En décembre 1979, le pays redevient la colonie britannique de Rhodésie du Sud et les accords de Lancaster House signés à la fin du mois aboutissent à un accord général dont l'octroi de garanties économiques et politiques pour la minorité blanche et des élections multiraciales prévues pour février 1980. Après une campagne électorale marquée par des intimidations de toutes parts, l'intrusion des forces de sécurité et des fraudes, les shonas votent en masse pour leur parti communautaire, en l'occurrence la ZANU de Robert Mugabe.

Le 4 mars 1980, la ZANU emporte 57 des 80 sièges réservés aux Noirs alors que les 20 sièges du collège électoral blanc sont tous remportés par le Front rhodésien de Ian Smith.

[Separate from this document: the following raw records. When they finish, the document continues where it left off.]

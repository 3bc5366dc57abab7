//! Storage ports: the realtime field store shared with the roaster, and the
//! document store for saved roast profiles

pub mod profiles;
pub mod realtime;

use thiserror::Error;
use uuid::Uuid;

pub use profiles::{InMemoryProfileStore, PgProfileStore, ProfileStore};
pub use realtime::{InMemoryRealtimeStore, RealtimeStore};

#[derive(Error, Debug)]
pub enum StoreError {
    #[error("Roast profile {0} not found")]
    NotFound(Uuid),

    #[error("Store unavailable: {0}")]
    Unavailable(String),

    #[error("Invalid stored value: {0}")]
    Corrupt(String),

    #[error("Database error: {0}")]
    Database(#[from] sqlx::Error),
}

pub type StoreResult<T> = Result<T, StoreError>;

Le 18 avril 1980, Robert Mugabe devient le premier Premier ministre du nouvel État du Zimbabwe et Canaan Banana le premier président.

Premier ministre

Au pouvoir, Mugabe tente de bâtir un nouveau pays sur la base d'une alliance entre Shonas et Ndébélés. Il tente d'incorporer la ZAPU dans sa ZANU et offre à Nkomo de prestigieux portefeuilles ministériels. Mais les revendications et les attentes sociales des Shonas l'entraînent à mener une politique plus nationaliste et ethnique.

En 1982, pour fêter les deux ans d'indépendance, il fait rebaptiser toutes les villes du pays à commencer par Salisbury, nommée désormais Harare.

En 1983, une rébellion ndébélé met fin à l'union ZANU-ZAPU et une guerre civile ensanglante la province du Matabeleland. Robert Mugabe y déploie « sa » 5e brigade, une force spéciale formée par des instructeurs nord-coréens. Nkomo est démis de ses fonctions. La répression de l'armée est brutale contre les Ndébélés. On dénombrera 10 000 victimes.

En 1987, un accord de paix met fin à la guerre civile et la ZAPU se fond enfin dans la nouvelle ZANU-PF. C'est également l'année de la fin du collège électoral blanc et de leur représentation assurée de 20 députés signifiant la fin du rôle politique des Blancs dans le pays. C'est aussi l'année où Mugabe prend la fonction de président de l'État aux pouvoirs élargis, abolissant le poste de Premier ministre.

Chef de l'État

Robert Mugabe, en 1991.

En 1988, Mugabe nomme Nkomo au poste de vice-président. Depuis la fin de la représentation blanche et de la fusion de la ZAPU dans la ZANU, il n'y a plus d'opposition au parlement et le pays vit de facto sous un régime de parti unique.

En 1990, Robert Mugabe est élu président de la République et fait part de son intention d'imposer institutionnellement la ZANU comme parti unique et de transformer l'État en régime marxiste.

La chute du mur de Berlin et l'effondrement des régimes communistes en Europe empêchent cette mutation, du moins en droit.

En 1996, Mugabe est réélu presque sans opposition réelle suite au retrait de ses deux adversaires Abel Muzorewa et le révérend Ndabaningi Sitholé.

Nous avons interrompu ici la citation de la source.